Because of this scenario you see the ugly type casting. Now regarding the casting in getAuxBufferSize and getDataBufferSize I did not want to store the buffer sizes as even if store them since they are not the biggest contributors to the total type casting ugliness. plus if the correct sizes are already store in the perf_event_mmap_page structure why store them myself ?.

Now regarding ReadPerfTraceAux(size_t offset) , i still need the size argument coz what if the user does not want to read the complete data from offset to the end and just wants a chunk in between the offset and the end ?

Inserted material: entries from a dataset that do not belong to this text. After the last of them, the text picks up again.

//! # Time Module
//!
//! Event time, watermarks, and persistent event-time timers.
//!
//! ## Concepts
//!
//! - **Event Time**: millisecond timestamp at which the event occurred
//! - **Watermark**: assertion that no record with event time < watermark
//!   will be processed subsequently
//! - **Timer**: a one-shot event-time callback, persisted in an ordered
//!   state store and fired when the watermark passes its time
//!
//! ## Watermark Tracking
//!
//! [`WatermarkTracker`] maintains the per-task watermark from record
//! timestamps with a bounded out-of-orderness allowance:
//!
//! ```rust
//! use std::time::Duration;
//! use weir_core::time::{WatermarkTracker, Watermark};
//!
//! let mut tracker = WatermarkTracker::per_record(Duration::from_secs(1));
//! let wm = tracker.observe(5000);
//! assert_eq!(wm, Some(Watermark::new(4000))); // 5000 - 1000
//! ```
//!
//! ## Persistent Timers
//!
//! [`PersistentTimerStore`] stores [`Timer`]s in any ordered
//! [`StateStore`](crate::state::StateStore) under a time-major byte encoding
//! and fires them against a [`TimerHandler`] as the watermark advances.

mod timer;
mod timer_store;
mod watermark;

pub use timer::{time_prefix, Timer, TimerKey, TimerMetadata};
pub use timer_store::{PersistentTimerStore, TimerHandler};
pub use watermark::{EmitPolicy, WatermarkTracker};

pub(crate) use timer::{decode_ordered_time, encode_ordered_time};

/// A watermark indicating event-time progress.
///
/// Watermarks are monotonically non-decreasing assertions that no record
/// with an earlier event time will be processed subsequently. The initial
/// watermark of every task is 0.
#[derive(Debug, Clone, Copy, PartialEq, Eq, PartialOrd, Ord, Hash)]
pub struct Watermark(i64);

impl Watermark {
    /// Creates a new watermark with the given timestamp.
    #[inline]
    #[must_use]
    pub fn new(timestamp: i64) -> Self {
        Self(timestamp)
    }

    /// Returns the watermark timestamp in milliseconds.
    #[inline]
    #[must_use]
    pub fn timestamp(&self) -> i64 {
        self.0
    }

    /// Checks if an event time is late relative to this watermark.
    ///
    /// An event is late if its timestamp is strictly less than the
    /// watermark.
    #[inline]
    #[must_use]
    pub fn is_late(&self, event_time: i64) -> bool {
        event_time < self.0
    }
}

impl Default for Watermark {
    fn default() -> Self {
        Self(0)
    }
}

impl From<i64> for Watermark {
    fn from(timestamp: i64) -> Self {
        Self(timestamp)
    }
}

impl From<Watermark> for i64 {
    fn from(watermark: Watermark) -> Self {
        watermark.0
    }
}

/// Errors that can occur in time operations.
#[derive(Debug, thiserror::Error)]
pub enum TimeError {
    /// A persisted timer key could not be decoded
    #[error("Invalid timer key: {0}")]
    InvalidTimerKey(String),

    /// Watermark regression (going backwards)
    #[error("Watermark regression: current={current}, new={new}")]
    WatermarkRegression {
        /// Current watermark value
        current: i64,
        /// Attempted new watermark value
        new: i64,
    },
}

#[cfg(test)]
mod tests {
    use super::*;

    #[test]
    fn test_watermark_creation() {
        let watermark = Watermark::new(1000);
        assert_eq!(watermark.timestamp(), 1000);
    }

    #[test]
    fn test_watermark_late_detection() {
        let watermark = Watermark::new(1000);
        assert!(watermark.is_late(999));
        assert!(!watermark.is_late(1000));
        assert!(!watermark.is_late(1001));
    }

    #[test]
    fn test_watermark_ordering() {
        let w1 = Watermark::new(1000);
        let w2 = Watermark::new(2000);

        assert!(w1 < w2);
        assert_eq!(w1, Watermark::new(1000));
    }

    #[test]
    fn test_watermark_starts_at_zero() {
        assert_eq!(Watermark::default().timestamp(), 0);
    }

    #[test]
    fn test_watermark_conversions() {
        let wm = Watermark::from(1000i64);
        assert_eq!(wm.timestamp(), 1000);

        let ts: i64 = wm.into();
        assert_eq!(ts, 1000);
    }
}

ravitheja added inline comments.Jun 7 2017, 7:51 AM
source/Plugins/Process/Linux/NativeProcessLinux.cpp
3008–3009

In my case, I only want to allocate it using mmap with the options i use here, with
llvm::MemoryBuffer I see no option to force it to only use mmap and with the options i need ?

labath added inline comments.Jun 7 2017, 8:27 AM
source/Plugins/Process/Linux/NativeProcessLinux.h
157

I believe zachary did not understand what the function does. The position is indeed necessary. However, I believe the prototype I suggested will work for you.

As for the function itself, I think it is way over-engineered. More than half of the function is sanity-checking, and more than half of the tests are tests of the sanity checks.

With ArrayRef, the function could be implemented as:

auto remaining = buffer.drop_front(position);
if(remaining.size() > dest.size())
  std::copy(remaining.begin(), dest.size(), dest.begin());
else
  std::copy_n(buffer.begin(), remaining.size() - dest.size(), 
    std::copy(remaining.begin(), remaining.end(), dest.begin());

(this will be slightly more complicated if you need to handle the dest.size() > buffer.size() case, which I am not sure if you need)

161

If they're completely arbitrary, then how about starting with number one?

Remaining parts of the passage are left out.